David McNamee is a professional triathlete who competes at an international level. As an INCUS Enabled Athlete, David understands that triathlon training is an ongoing process and that there is always room to improve. David talks about the mental side of IRONMAN training and racing and gives advice for those looking to compete in a tough event.
What is the hardest part of an IRONMAN, mentally?
The hardest part of an Ironman mentally is the fact that even if you have a great race, there will have been moments during the race that you have struggled both physically and mentally. Nobody feels awesome the whole way through an Ironman and that is what makes it such a unique challenge.
Generally, my hardest moments mentally come around the 130-150km bike mark and then around the 28-32km mark on the run. These are times when my body is starting to feel tired and there still is a long way to go until the end of the bike or the end of the race.
Do you have any personal mantras that help psych you up for an IRONMAN?
My personal mantra going into an Ironman is very much that I am there to test what I am capable of. To see if I can improve on what I have done before and to go past my previous limitations. I see Ironman as an opportunity to improve my past self.
If there is ever a point when you find yourself struggling during a race, what do you do or think about to stay strong?

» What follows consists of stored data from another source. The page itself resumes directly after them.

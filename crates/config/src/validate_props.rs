// SPDX-License-Identifier: BUSL-1.1
// Copyright (c) 2026 Alfred Jean LLC

//! Property tests for the graph invariants: any accepted configuration has
//! unique names, resolvable parents, matching edge extensions, and a
//! parents-before-children order.

use super::*;
use proptest::prelude::*;
use std::collections::HashMap;

#[derive(Debug, Clone)]
struct GenTask {
    name: String,
    parent: Option<usize>,
    input_ext: String,
    output_ext: String,
}

/// Random forest: each task may hang off any earlier task, with edge
/// extensions forced to agree.
fn forest(max: usize) -> impl Strategy<Value = Vec<GenTask>> {
    proptest::collection::vec(proptest::option::of(0usize..max), 1..max).prop_map(|parents| {
        let exts = [".out", ".json", ".vec", ".csv"];
        let mut tasks: Vec<GenTask> = Vec::new();
        for (i, parent) in parents.iter().enumerate() {
            let parent = parent.filter(|p| *p < i);
            let input_ext = match parent {
                Some(p) => tasks[p].output_ext.clone(),
                None => ".txt".to_string(),
            };
            tasks.push(GenTask {
                name: format!("task{i}"),
                parent,
                input_ext,
                output_ext: exts[i % exts.len()].to_string(),
            });
        }
        tasks
    })
}

fn to_yaml(tasks: &[GenTask]) -> String {
    let mut yaml = String::from("tasks:\n");
    for task in tasks {
        yaml.push_str(&format!(
            "  - name: {}\n    kind: local\n    library: echo\n    input_ext: {}\n    output_ext: {}\n",
            task.name, task.input_ext, task.output_ext
        ));
        if let Some(p) = task.parent {
            yaml.push_str(&format!("    depends_on: task{p}\n"));
        }
    }
    yaml
}

proptest! {
    #[test]
    fn accepted_forests_satisfy_graph_invariants(tasks in forest(8)) {
        let config = PipelineConfig::from_yaml(&to_yaml(&tasks)).unwrap();
        let ordered = config.tasks();

        // Names unique.
        let mut names: Vec<_> = ordered.iter().map(|t| t.name.as_str()).collect();
        names.sort_unstable();
        names.dedup();
        prop_assert_eq!(names.len(), ordered.len());

        // Parents resolve and edges agree on extensions.
        let by_name: HashMap<_, _> = ordered.iter().map(|t| (t.name.as_str(), t)).collect();
        for task in ordered {
            if let Some(parent) = task.depends_on.as_deref() {
                let parent = by_name.get(parent).copied();
                prop_assert!(parent.is_some());
                if let Some(parent) = parent {
                    prop_assert_eq!(&parent.output_ext, &task.input_ext);
                }
            }
        }

        // Topological order: every parent appears before its child.
        let rank: HashMap<_, _> = ordered
            .iter()
            .enumerate()
            .map(|(i, t)| (t.name.as_str(), i))
            .collect();
        for task in ordered {
            if let Some(parent) = task.depends_on.as_deref() {
                prop_assert!(rank[parent] < rank[task.name.as_str()]);
            }
        }

        // All roots share the pipeline input extension.
        for root in config.root_tasks() {
            prop_assert_eq!(root.input_ext.as_str(), config.root_input_ext());
        }
    }

    #[test]
    fn duplicating_any_name_is_rejected(tasks in forest(6), pick in any::<prop::sample::Index>()) {
        let mut tasks = tasks;
        let dup = pick.index(tasks.len());
        let mut copy = tasks[dup].clone();
        copy.parent = None;
        copy.input_ext = ".txt".to_string();
        tasks.push(copy);

        let err = PipelineConfig::from_yaml(&to_yaml(&tasks)).unwrap_err();
        prop_assert!(matches!(err, ConfigError::DuplicateName(_)));
    }

    #[test]
    fn breaking_any_edge_extension_is_rejected(tasks in forest(6)) {
        let mut tasks = tasks;
        let Some(child) = tasks.iter().position(|t| t.parent.is_some()) else {
            // No edges in this sample; nothing to break.
            return Ok(());
        };
        tasks[child].input_ext = ".mismatch_only".to_string();

        let err = PipelineConfig::from_yaml(&to_yaml(&tasks)).unwrap_err();
        prop_assert!(matches!(err, ConfigError::ExtMismatch { .. }));
    }
}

When times get tough during a race I always just tell myself "keep moving forward". These words help get rid of any feeling I have of giving up and I also try to remember past races where I have gone through bad patches and then ended up finishing very strongly. Ironman is a physical and mental rollercoaster and it is something you should always remember.

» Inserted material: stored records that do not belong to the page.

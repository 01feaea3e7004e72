// SPDX-License-Identifier: BUSL-1.1
// Copyright (c) 2026 Alfred Jean LLC

// Allow panic!/unwrap/expect in test code
#![cfg_attr(test, allow(clippy::panic))]
#![cfg_attr(test, allow(clippy::unwrap_used))]
#![cfg_attr(test, allow(clippy::expect_used))]

//! tf-task: the long-running task runtime.
//!
//! A task runtime drives one pipeline stage: scan the input directory,
//! push each unprocessed file through the user's [`FileTask`] inside an
//! atomic write, capture failures as `<stem>.err` siblings, sleep, repeat.
//! Three variants share that observable contract: [`SequentialRunner`]
//! (one file at a time), [`CooperativeRunner`] (a bounded queue drained by
//! cooperative workers), and [`ClusterRunner`] (fan-out of work units to
//! scheduler-managed worker jobs; no user code in the runtime process).
//!
//! The [`cli`] module gives every task binary the flag contract the
//! supervisor launches and probes (`--task-name`, `--input-dir`, ...,
//! `--run-directly`), and [`library`] holds the built-in tasks.

pub mod cli;
pub mod context;
pub mod library;
pub mod runner;
pub mod scan;
pub mod task;

pub use context::{ContextError, SetupContext};
pub use runner::cluster::{ClusterConfig, ClusterRunner, WorkerResources};
pub use runner::cooperative::CooperativeRunner;
pub use runner::sequential::SequentialRunner;
pub use runner::worker::{run_worker, WorkerConfig};
pub use runner::{RunnerConfig, RunnerError};
pub use task::{FileTask, TaskError};
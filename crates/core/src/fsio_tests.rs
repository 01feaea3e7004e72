// SPDX-License-Identifier: BUSL-1.1
// Copyright (c) 2026 Alfred Jean LLC

use super::*;
use std::io::Write;

#[test]
fn commit_makes_content_visible() {
    let dir = tempfile::tempdir().unwrap();
    let target = dir.path().join("out.txt");

    atomic_write(&target, |f| f.write_all(b"hello")).unwrap();

    assert_eq!(std::fs::read_to_string(&target).unwrap(), "hello");
}

#[test]
fn callback_error_leaves_no_target_and_no_residue() {
    let dir = tempfile::tempdir().unwrap();
    let target = dir.path().join("out.txt");

    let result = atomic_write(&target, |_| {
        Err(std::io::Error::other("boom"))
    });

    assert!(matches!(result, Err(AtomicWriteError::Write { .. })));
    assert!(!target.exists());
    let leftovers: Vec<_> = std::fs::read_dir(dir.path()).unwrap().collect();
    assert!(leftovers.is_empty(), "temporary not cleaned up: {leftovers:?}");
}

#[test]
fn prior_content_survives_until_commit() {
    let dir = tempfile::tempdir().unwrap();
    let target = dir.path().join("out.txt");
    std::fs::write(&target, "old").unwrap();

    let pending = AtomicFile::begin(&target).unwrap();
    std::fs::write(pending.path(), "new").unwrap();

    // Target still shows the prior state mid-write.
    assert_eq!(std::fs::read_to_string(&target).unwrap(), "old");

    pending.commit().unwrap();
    assert_eq!(std::fs::read_to_string(&target).unwrap(), "new");
}

#[test]
fn dropped_writer_removes_temporary() {
    let dir = tempfile::tempdir().unwrap();
    let target = dir.path().join("out.txt");

    {
        let pending = AtomicFile::begin(&target).unwrap();
        std::fs::write(pending.path(), "partial").unwrap();
    }

    assert!(!target.exists());
    let leftovers: Vec<_> = std::fs::read_dir(dir.path()).unwrap().collect();
    assert!(leftovers.is_empty());
}

#[test]
fn temporary_has_no_extension() {
    let dir = tempfile::tempdir().unwrap();
    let target = dir.path().join("out.txt");

    let pending = AtomicFile::begin(&target).unwrap();
    let name = pending.path().file_name().unwrap().to_string_lossy().into_owned();
    assert!(
        crate::ext::is_extensionless(&name),
        "temp name {name:?} would be picked up by scanners"
    );
}

#[test]
fn temporary_is_a_sibling_of_the_target() {
    let dir = tempfile::tempdir().unwrap();
    let target = dir.path().join("out.txt");

    let pending = AtomicFile::begin(&target).unwrap();
    assert_eq!(pending.path().parent(), target.parent());
}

What is your favourite thing about IRONMAN racing?
I think personally my favourite thing about Ironman racing is that it really is a great challenge for yourself both physically and mentally. No matter how the race goes, I feel like I leave it having learned something about myself. I always have something to go away with and to work on to make myself better. Also, it does not matter if you had a good or a bad race, there is always happiness when you get across that finish line.

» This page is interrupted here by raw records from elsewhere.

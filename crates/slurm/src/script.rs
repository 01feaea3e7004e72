// SPDX-License-Identifier: BUSL-1.1
// Copyright (c) 2026 Alfred Jean LLC

//! Worker-job batch script builder.
//!
//! The cluster runtime submits one long-lived worker job at a time through
//! this builder. The client job's script is rendered separately by the
//! configuration layer; this one only covers workers, which share a job
//! name so `squeue -n <task>-worker` counts them.

use std::fmt::Write as _;
use std::path::PathBuf;

/// A renderable `#SBATCH` submission script.
#[derive(Debug, Clone, PartialEq, Eq)]
pub struct BatchScript {
    pub job_name: String,
    pub account: String,
    pub cpus: u32,
    pub gpus: Option<u32>,
    /// Memory per worker (scheduler syntax, e.g. `16G`).
    pub memory: String,
    /// Wall time (e.g. `02:00:00`).
    pub time: String,
    /// Directory receiving `%x-%j.out` / `%x-%j.err` logs.
    pub log_dir: PathBuf,
    /// Extra raw directives appended verbatim after the standard block.
    pub extra_options: Vec<String>,
    /// Commands run before the payload, one per line.
    pub prologue: Vec<String>,
    /// The payload command line.
    pub command: String,
}

impl BatchScript {
    pub fn render(&self) -> String {
        let mut script = String::new();
        let _ = writeln!(script, "#!/bin/bash");
        let _ = writeln!(script, "#SBATCH --account={}", self.account);
        let _ = writeln!(script, "#SBATCH --job-name={}", self.job_name);
        let _ = writeln!(script, "#SBATCH --output={}/%x-%j.out", self.log_dir.display());
        let _ = writeln!(script, "#SBATCH --error={}/%x-%j.err", self.log_dir.display());
        let _ = writeln!(script, "#SBATCH --nodes=1");
        let _ = writeln!(script, "#SBATCH --ntasks=1");
        let _ = writeln!(script, "#SBATCH --cpus-per-task={}", self.cpus);
        let _ = writeln!(script, "#SBATCH --mem={}", self.memory);
        let _ = writeln!(script, "#SBATCH --time={}", self.time);
        if let Some(gpus) = self.gpus {
            let _ = writeln!(script, "#SBATCH --gres=gpu:{gpus}");
        }
        for option in &self.extra_options {
            let _ = writeln!(script, "#SBATCH {option}");
        }
        let _ = writeln!(script);
        for line in &self.prologue {
            let _ = writeln!(script, "{line}");
        }
        let _ = writeln!(script);
        let _ = writeln!(script, "{}", self.command);
        script
    }
}

#[cfg(test)]
#[path = "script_tests.rs"]
mod tests;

What advice do you have for people looking to take on IRONMAN racing?
My advice for anyone looking to start Ironman racing is to become consistent in their training and to ask lots of questions from more experienced triathletes. There is a lot to do in order to prepare yourself for an Ironman so make sure you speak up and ask any questions you have.
Also, make sure you have a position on the bike that you are comfortable with - racing for 180km is a long way. Plus, do not wait until race day to test out your nutrition choice. That and make sure you relax and enjoy the experience.
What do you wish you’d known sooner about IRONMAN racing?
I wish I had known more about nutrition and the importance of it earlier in my career. How and when you fuel during a race is vital to the success of it. My early years of racing, I waited too long to start fuelling on the bike and I always struggled later on in the bike leg because of it. Also, to practise my race day nutrition in training so that my body was used to what I was feeding it and to make sure I had no problems with it.
How has INCUS helped you in your triathlon journey?
INCUS has really helped me over the last couple of seasons to become more balanced in both my swimming and running. Especially in the pool, I have worked a lot on making my left side stronger. This has allowed me to become more efficient and when you are racing over such a long distance, efficiency is key.